#### Task statement
Which lines of the entries hold the string "pair"? Copy each one.

[Opening Supplied information section]

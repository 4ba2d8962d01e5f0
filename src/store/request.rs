//! Originating-request handle used for server-side credential reads.

// crates.io
use percent_encoding::percent_decode_str;

/// Server-side representation of the inbound HTTP request.
///
/// Only the headers matter to this crate: the token store scans the `Cookie`
/// header when a call executes in a server context where no interactive cookie
/// storage exists. Header lookup is case-insensitive.
#[derive(Clone, Debug, Default)]
pub struct IncomingRequest {
	headers: Vec<(String, String)>,
}
impl IncomingRequest {
	/// Creates a handle with no headers.
	pub fn new() -> Self {
		Self::default()
	}

	/// Appends one header to the handle.
	pub fn with_header(mut self, name: impl Into<String>, value: impl Into<String>) -> Self {
		self.headers.push((name.into(), value.into()));

		self
	}

	/// Returns the first header with the given name, ignoring case.
	pub fn header(&self, name: &str) -> Option<&str> {
		self.headers
			.iter()
			.find(|(candidate, _)| candidate.eq_ignore_ascii_case(name))
			.map(|(_, value)| value.as_str())
	}

	/// Extracts and percent-decodes the named cookie from the `Cookie` header.
	pub(crate) fn cookie(&self, name: &str) -> Option<String> {
		let header = self.header("cookie")?;

		header.split(';').find_map(|pair| {
			let (candidate, value) = pair.trim().split_once('=')?;

			if candidate != name {
				return None;
			}

			percent_decode_str(value).decode_utf8().ok().map(|decoded| decoded.into_owned())
		})
	}
}

#[cfg(test)]
mod tests {
	// self
	use super::*;

	#[test]
	fn header_lookup_ignores_case() {
		let request = IncomingRequest::new().with_header("Cookie", "auth_token=abc");

		assert_eq!(request.header("cookie"), Some("auth_token=abc"));
		assert_eq!(request.header("COOKIE"), Some("auth_token=abc"));
		assert_eq!(request.header("accept"), None);
	}

	#[test]
	fn cookie_scan_matches_exact_names_only() {
		let request = IncomingRequest::new()
			.with_header("Cookie", "not_auth_token=wrong; auth_token=right; theme=dark");

		assert_eq!(request.cookie("auth_token").as_deref(), Some("right"));
		assert_eq!(request.cookie("session"), None);
	}

	#[test]
	fn cookie_values_are_percent_decoded() {
		let request =
			IncomingRequest::new().with_header("Cookie", "auth_token=a%3Db%20c%2Fd");

		assert_eq!(request.cookie("auth_token").as_deref(), Some("a=b c/d"));
	}

	#[test]
	fn missing_cookie_header_yields_absent() {
		let request = IncomingRequest::new().with_header("Accept", "application/json");

		assert_eq!(request.cookie("auth_token"), None);
	}

	#[test]
	fn values_containing_equals_are_kept_whole() {
		let request = IncomingRequest::new().with_header("Cookie", "auth_token=left=right");

		assert_eq!(request.cookie("auth_token").as_deref(), Some("left=right"));
	}
}
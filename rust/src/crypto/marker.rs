//! Recognition of `ENC(...)` markers inside setting values. Only strings that
//! match the anchored pattern in full count; there is no escaping.

use once_cell::sync::Lazy;
use regex::Regex;

const MARKER_PREFIX: &str = "ENC(";
const MARKER_SUFFIX: &str = ")";

static MARKER_REGEX: Lazy<Regex> =
    Lazy::new(|| Regex::new(r"^ENC\(.*\)$").expect("MARKER_REGEX should compile - this is a bug"));

pub fn is_marker(value: &str) -> bool {
    MARKER_REGEX.is_match(value)
}

/// Returns the token wrapped by a marker, or `None` when `value` is not one.
pub fn marker_payload(value: &str) -> Option<&str> {
    if !is_marker(value) {
        return None;
    }
    Some(&value[MARKER_PREFIX.len()..value.len() - MARKER_SUFFIX.len()])
}

pub fn wrap_marker(token: &str) -> String {
    format!("{MARKER_PREFIX}{token}{MARKER_SUFFIX}")
}
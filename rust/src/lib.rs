//! Encrypted settings values. Strings of the form `ENC(<token>)` embedded in
//! application configuration are decrypted in place when settings load, with
//! a single key resolved from the environment or the settings themselves.

pub mod bootstrap;
pub mod cli;
pub mod config;
pub mod crypto;
pub mod env;
pub mod loader;
pub mod logging;
pub mod settings;

pub use loader::{load, resolve_decryption_key, DecryptError, LoadReport, SecretsLoader};
pub use settings::{EnvPrefix, SettingValue, Settings, SettingsTree};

[Closing Supplied information section]

#### Solution to this exercise
		header.split(';').find_map(|pair| {
			let (candidate, value) = pair.trim().split_once('=')?;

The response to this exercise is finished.